**Problem statement:** Whenever a line of the records below contains the word "SourceFetcher", copy that line.

**Saved entries:**

┌──

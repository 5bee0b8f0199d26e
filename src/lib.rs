//! logfetch: Log Fetcher.
//!
//! HTTP service returning the latest lines of a log file, newest first,
//! optionally keyword-filtered, either from this host (`/logs`) or merged
//! from several logfetch servers (`/logs-from-servers`).
//!
//! # Architecture
//!
//! ```text
//! routes ──► logfetch_core::ReverseFileReader ──► BackpressureSink ──► response body
//!    │
//!    └─────► logfetch_remote::MultiSourceAggregator ──► BackpressureSink ──► response body
//! ```
//!
//! Each request runs its retrieval on a background task that feeds the
//! response body through a bounded channel. Dropping the body (client
//! disconnect) cancels the task.

pub mod fixtures;
pub mod routes;
pub mod server;

pub use routes::{router, AppState};
//! Remote sources: how a single endpoint's log stream is obtained.
//!
//! [`SourceFetcher`] is the seam between the aggregator and the network;
//! [`HttpFetcher`] is the production implementation over hyper's pooled
//! client. Responses are never buffered: the body is handed back as a stream
//! of chunks as they arrive.

use std::error::Error as StdError;
use std::future::Future;
use std::time::Duration;

use bytes::Bytes;
use futures::stream::{BoxStream, StreamExt, TryStreamExt};
use http_body_util::{BodyExt, Empty};
use hyper::{StatusCode, Uri};
use hyper_util::client::legacy::connect::HttpConnector;
use hyper_util::client::legacy::Client;
use hyper_util::rt::TokioExecutor;

/// Chunks of one endpoint's response body, in arrival order.
pub type ChunkStream = BoxStream<'static, Result<Bytes, EndpointError>>;

/// Failure confined to a single endpoint.
#[derive(Debug, thiserror::Error)]
pub enum EndpointError {
    #[error("invalid url {url:?}: {source}")]
    InvalidUrl {
        url: String,
        #[source]
        source: hyper::http::uri::InvalidUri,
    },

    #[error("request failed: {0}")]
    Request(#[from] hyper_util::client::legacy::Error),

    #[error("server responded with {0}")]
    Status(StatusCode),

    #[error("response body failed: {0}")]
    Body(#[source] hyper::Error),
}

impl EndpointError {
    /// The error and all of its sources, joined with `": "`.
    pub fn report(&self) -> String {
        let mut message = self.to_string();
        let mut source = self.source();
        while let Some(cause) = source {
            let text = cause.to_string();
            if !message.contains(&text) {
                message.push_str(": ");
                message.push_str(&text);
            }
            source = cause.source();
        }
        message
    }
}

/// Opens the log stream of one endpoint.
pub trait SourceFetcher: Send + Sync + 'static {
    fn fetch(&self, url: &str) -> impl Future<Output = Result<ChunkStream, EndpointError>> + Send;
}

/// [`SourceFetcher`] issuing plain HTTP/1 `GET` requests.
#[derive(Clone, Debug)]
pub struct HttpFetcher {
    client: Client<HttpConnector, Empty<Bytes>>,
}

impl Default for HttpFetcher {
    fn default() -> Self {
        Self::new(None)
    }
}

impl HttpFetcher {
    pub fn new(connect_timeout: Option<Duration>) -> Self {
        let mut connector = HttpConnector::new();
        connector.set_connect_timeout(connect_timeout);
        let client = Client::builder(TokioExecutor::new()).build(connector);
        Self { client }
    }
}

impl SourceFetcher for HttpFetcher {
    async fn fetch(&self, url: &str) -> Result<ChunkStream, EndpointError> {
        let uri: Uri = url.parse().map_err(|source| EndpointError::InvalidUrl {
            url: url.to_string(),
            source,
        })?;
        let response = self.client.get(uri).await?;
        let status = response.status();
        if !status.is_success() {
            return Err(EndpointError::Status(status));
        }
        Ok(response
            .into_body()
            .into_data_stream()
            .map_err(EndpointError::Body)
            .boxed())
    }
}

└──

**Response:**
//! [`SourceFetcher`] is the seam between the aggregator and the network;
pub trait SourceFetcher: Send + Sync + 'static {
/// [`SourceFetcher`] issuing plain HTTP/1 `GET` requests.
impl SourceFetcher for HttpFetcher {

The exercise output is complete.